Task to complete: Read the lines below, and copy any that contain the string "restarted".

== Segment start ==

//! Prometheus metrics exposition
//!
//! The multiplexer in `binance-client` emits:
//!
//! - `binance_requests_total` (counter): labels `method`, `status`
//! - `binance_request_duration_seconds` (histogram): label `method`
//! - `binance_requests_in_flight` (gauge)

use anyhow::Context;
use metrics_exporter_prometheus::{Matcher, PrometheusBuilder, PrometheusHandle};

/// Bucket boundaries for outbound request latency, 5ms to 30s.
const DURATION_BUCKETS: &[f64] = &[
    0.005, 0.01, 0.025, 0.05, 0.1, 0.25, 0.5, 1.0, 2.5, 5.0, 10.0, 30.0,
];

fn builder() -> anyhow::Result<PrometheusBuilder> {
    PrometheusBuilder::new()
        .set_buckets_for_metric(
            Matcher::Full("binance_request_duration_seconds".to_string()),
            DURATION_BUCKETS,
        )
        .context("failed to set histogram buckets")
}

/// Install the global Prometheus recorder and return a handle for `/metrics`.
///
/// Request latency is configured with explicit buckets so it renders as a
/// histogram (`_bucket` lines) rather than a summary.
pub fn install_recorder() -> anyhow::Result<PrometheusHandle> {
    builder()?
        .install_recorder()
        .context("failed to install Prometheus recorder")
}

== Segment end ==
== Segment start ==

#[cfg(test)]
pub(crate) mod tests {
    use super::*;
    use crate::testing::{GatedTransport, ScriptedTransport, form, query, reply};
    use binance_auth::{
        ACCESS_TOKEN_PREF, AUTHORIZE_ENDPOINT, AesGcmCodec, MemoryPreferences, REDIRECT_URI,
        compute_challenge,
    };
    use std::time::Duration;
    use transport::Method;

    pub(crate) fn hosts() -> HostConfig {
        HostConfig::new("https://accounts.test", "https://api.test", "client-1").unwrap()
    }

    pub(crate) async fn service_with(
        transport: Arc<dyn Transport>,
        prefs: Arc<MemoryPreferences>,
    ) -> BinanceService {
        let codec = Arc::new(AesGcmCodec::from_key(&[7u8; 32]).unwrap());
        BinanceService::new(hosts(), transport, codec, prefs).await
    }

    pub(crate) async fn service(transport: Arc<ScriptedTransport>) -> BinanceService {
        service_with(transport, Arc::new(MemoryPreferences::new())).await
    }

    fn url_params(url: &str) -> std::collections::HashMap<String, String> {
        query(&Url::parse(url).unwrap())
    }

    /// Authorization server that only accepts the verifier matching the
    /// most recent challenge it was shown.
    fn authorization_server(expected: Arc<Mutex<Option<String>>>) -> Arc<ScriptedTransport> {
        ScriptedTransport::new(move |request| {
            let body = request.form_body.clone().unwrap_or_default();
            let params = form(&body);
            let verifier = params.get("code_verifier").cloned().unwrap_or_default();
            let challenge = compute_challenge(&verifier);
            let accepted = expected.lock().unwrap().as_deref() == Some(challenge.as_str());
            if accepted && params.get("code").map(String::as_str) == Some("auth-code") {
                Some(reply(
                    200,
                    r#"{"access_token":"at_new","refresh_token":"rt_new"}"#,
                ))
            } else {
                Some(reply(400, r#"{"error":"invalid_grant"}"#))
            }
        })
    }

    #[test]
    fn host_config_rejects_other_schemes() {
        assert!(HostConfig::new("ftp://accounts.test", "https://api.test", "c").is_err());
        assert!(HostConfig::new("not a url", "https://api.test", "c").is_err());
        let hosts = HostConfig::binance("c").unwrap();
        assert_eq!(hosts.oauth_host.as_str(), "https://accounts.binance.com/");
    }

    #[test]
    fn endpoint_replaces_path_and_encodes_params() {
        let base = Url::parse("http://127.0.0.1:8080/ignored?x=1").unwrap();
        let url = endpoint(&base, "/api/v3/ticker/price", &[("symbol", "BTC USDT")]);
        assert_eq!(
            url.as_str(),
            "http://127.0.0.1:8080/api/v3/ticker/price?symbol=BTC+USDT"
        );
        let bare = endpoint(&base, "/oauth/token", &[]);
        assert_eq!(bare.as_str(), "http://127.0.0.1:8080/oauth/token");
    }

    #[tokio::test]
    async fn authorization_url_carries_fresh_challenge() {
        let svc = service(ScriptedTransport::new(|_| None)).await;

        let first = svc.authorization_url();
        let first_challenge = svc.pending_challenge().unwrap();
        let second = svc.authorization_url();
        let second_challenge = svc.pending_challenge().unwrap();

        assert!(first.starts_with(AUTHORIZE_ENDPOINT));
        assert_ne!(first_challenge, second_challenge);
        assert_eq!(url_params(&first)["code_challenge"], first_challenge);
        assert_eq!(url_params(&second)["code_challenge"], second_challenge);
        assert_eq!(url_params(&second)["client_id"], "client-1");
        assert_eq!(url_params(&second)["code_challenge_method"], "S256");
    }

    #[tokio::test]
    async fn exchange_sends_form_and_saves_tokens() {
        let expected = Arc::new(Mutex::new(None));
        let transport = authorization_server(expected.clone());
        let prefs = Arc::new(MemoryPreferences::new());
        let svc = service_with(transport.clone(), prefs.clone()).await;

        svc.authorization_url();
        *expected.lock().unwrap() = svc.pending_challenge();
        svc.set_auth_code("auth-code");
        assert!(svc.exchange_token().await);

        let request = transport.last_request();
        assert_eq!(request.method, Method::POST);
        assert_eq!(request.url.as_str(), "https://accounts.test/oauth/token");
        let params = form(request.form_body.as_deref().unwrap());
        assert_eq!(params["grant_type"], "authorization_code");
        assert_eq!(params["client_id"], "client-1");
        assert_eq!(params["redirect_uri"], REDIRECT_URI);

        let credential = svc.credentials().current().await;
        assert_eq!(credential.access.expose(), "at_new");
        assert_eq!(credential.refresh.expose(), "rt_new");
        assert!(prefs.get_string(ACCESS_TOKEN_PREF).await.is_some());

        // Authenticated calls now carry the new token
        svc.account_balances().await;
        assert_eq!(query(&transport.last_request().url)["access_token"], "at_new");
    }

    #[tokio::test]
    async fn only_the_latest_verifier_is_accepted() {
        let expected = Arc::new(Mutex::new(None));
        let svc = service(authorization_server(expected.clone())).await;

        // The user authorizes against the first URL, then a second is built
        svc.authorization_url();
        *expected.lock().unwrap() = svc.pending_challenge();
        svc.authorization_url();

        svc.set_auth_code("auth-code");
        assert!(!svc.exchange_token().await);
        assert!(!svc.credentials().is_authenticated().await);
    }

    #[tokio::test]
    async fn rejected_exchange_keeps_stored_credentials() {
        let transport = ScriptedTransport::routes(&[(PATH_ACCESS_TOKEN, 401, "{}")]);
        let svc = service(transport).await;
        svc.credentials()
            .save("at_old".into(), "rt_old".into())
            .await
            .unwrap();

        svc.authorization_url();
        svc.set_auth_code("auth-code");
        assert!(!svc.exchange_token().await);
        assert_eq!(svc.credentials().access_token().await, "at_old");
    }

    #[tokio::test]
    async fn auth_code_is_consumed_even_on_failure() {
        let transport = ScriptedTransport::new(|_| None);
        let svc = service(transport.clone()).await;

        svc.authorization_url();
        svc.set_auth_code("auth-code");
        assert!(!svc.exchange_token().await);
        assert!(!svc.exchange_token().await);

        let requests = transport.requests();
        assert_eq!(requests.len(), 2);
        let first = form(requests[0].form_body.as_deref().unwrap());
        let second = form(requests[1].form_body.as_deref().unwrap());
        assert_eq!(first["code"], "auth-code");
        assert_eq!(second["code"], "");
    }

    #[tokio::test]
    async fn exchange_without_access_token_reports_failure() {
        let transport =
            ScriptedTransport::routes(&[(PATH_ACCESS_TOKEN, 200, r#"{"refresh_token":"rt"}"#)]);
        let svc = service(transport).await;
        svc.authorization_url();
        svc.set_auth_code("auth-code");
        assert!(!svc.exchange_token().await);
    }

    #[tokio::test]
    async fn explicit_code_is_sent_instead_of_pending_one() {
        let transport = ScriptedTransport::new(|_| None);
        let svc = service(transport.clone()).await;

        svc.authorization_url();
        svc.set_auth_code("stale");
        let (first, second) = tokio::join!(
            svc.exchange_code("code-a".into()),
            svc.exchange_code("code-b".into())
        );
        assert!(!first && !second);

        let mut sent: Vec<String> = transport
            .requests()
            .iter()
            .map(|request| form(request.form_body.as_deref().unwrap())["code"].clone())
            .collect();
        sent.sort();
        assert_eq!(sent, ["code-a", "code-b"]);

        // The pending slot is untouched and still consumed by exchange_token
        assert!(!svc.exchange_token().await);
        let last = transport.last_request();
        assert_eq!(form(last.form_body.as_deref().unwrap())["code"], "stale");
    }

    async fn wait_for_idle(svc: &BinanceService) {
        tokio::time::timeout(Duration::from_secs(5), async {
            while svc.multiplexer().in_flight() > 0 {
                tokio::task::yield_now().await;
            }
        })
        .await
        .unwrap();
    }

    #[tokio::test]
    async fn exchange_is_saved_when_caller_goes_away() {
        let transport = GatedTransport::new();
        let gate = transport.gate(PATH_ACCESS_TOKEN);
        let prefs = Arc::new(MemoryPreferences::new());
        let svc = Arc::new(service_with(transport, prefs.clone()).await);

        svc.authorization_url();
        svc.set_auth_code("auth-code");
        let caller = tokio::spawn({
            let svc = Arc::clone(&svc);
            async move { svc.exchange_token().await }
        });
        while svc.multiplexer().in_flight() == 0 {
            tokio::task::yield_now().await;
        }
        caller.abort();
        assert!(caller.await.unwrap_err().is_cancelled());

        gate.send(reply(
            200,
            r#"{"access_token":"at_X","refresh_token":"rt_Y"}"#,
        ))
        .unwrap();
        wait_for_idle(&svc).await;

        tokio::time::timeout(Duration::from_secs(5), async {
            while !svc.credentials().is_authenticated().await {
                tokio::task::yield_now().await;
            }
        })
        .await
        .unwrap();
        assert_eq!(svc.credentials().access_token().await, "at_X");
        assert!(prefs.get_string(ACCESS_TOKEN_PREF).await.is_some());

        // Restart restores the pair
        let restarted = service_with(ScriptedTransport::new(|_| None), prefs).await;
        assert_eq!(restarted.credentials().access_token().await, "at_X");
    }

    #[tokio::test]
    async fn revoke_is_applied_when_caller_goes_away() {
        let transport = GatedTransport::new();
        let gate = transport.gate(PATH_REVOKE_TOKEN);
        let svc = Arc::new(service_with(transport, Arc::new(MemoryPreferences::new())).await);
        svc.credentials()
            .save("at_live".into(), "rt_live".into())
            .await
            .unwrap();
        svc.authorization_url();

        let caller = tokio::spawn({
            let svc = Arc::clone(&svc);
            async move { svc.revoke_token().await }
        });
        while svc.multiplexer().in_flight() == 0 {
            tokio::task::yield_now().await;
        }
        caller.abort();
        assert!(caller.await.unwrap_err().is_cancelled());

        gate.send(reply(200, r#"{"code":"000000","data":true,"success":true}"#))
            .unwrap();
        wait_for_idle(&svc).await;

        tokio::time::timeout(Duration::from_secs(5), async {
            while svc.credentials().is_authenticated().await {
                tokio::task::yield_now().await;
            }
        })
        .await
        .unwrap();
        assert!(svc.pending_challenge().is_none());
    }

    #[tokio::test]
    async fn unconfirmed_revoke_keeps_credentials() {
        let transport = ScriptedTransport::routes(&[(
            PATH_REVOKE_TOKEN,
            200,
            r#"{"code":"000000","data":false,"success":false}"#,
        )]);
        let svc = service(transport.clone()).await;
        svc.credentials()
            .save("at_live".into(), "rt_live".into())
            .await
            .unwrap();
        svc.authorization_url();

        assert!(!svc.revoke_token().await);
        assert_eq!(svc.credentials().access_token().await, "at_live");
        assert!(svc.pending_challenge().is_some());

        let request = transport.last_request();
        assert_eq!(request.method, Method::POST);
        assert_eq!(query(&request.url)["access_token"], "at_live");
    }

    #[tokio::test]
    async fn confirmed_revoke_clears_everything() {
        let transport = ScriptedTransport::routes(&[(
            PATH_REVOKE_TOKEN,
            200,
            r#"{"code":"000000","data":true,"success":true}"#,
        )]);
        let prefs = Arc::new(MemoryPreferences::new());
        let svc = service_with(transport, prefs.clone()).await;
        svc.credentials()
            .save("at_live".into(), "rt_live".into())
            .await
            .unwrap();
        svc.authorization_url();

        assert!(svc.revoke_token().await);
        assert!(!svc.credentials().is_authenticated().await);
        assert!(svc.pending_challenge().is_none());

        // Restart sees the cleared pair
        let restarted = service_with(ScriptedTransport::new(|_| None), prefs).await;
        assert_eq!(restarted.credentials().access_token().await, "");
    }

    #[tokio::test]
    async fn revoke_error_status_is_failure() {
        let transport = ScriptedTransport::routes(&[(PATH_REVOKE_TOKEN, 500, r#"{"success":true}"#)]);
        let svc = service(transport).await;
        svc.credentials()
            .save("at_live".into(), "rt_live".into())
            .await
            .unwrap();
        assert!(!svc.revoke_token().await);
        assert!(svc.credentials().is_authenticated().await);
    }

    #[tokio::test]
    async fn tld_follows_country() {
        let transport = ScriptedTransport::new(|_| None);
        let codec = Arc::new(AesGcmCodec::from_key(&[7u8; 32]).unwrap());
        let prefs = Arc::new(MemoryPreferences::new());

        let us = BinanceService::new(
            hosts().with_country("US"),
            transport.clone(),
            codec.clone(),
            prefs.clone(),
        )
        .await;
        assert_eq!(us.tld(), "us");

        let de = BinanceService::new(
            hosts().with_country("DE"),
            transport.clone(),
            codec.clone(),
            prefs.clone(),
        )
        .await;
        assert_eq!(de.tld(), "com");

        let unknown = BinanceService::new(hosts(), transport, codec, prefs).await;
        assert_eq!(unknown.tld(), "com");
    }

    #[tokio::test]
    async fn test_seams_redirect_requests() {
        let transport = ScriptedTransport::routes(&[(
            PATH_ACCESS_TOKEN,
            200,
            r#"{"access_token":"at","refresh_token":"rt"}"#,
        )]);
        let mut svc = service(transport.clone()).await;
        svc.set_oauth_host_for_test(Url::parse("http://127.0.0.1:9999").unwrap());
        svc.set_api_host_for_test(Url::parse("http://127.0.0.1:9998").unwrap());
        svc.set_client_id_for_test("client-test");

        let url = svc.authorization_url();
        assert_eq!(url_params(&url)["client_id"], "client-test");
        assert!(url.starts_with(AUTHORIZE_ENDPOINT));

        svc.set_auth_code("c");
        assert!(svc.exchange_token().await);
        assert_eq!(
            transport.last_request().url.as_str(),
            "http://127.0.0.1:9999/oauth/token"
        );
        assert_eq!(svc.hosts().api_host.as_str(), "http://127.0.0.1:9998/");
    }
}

== Segment end ==

Task output:
        let restarted = service_with(ScriptedTransport::new(|_| None), prefs).await;
        assert_eq!(restarted.credentials().access_token().await, "at_X");
        let restarted = service_with(ScriptedTransport::new(|_| None), prefs).await;
        assert_eq!(restarted.credentials().access_token().await, "");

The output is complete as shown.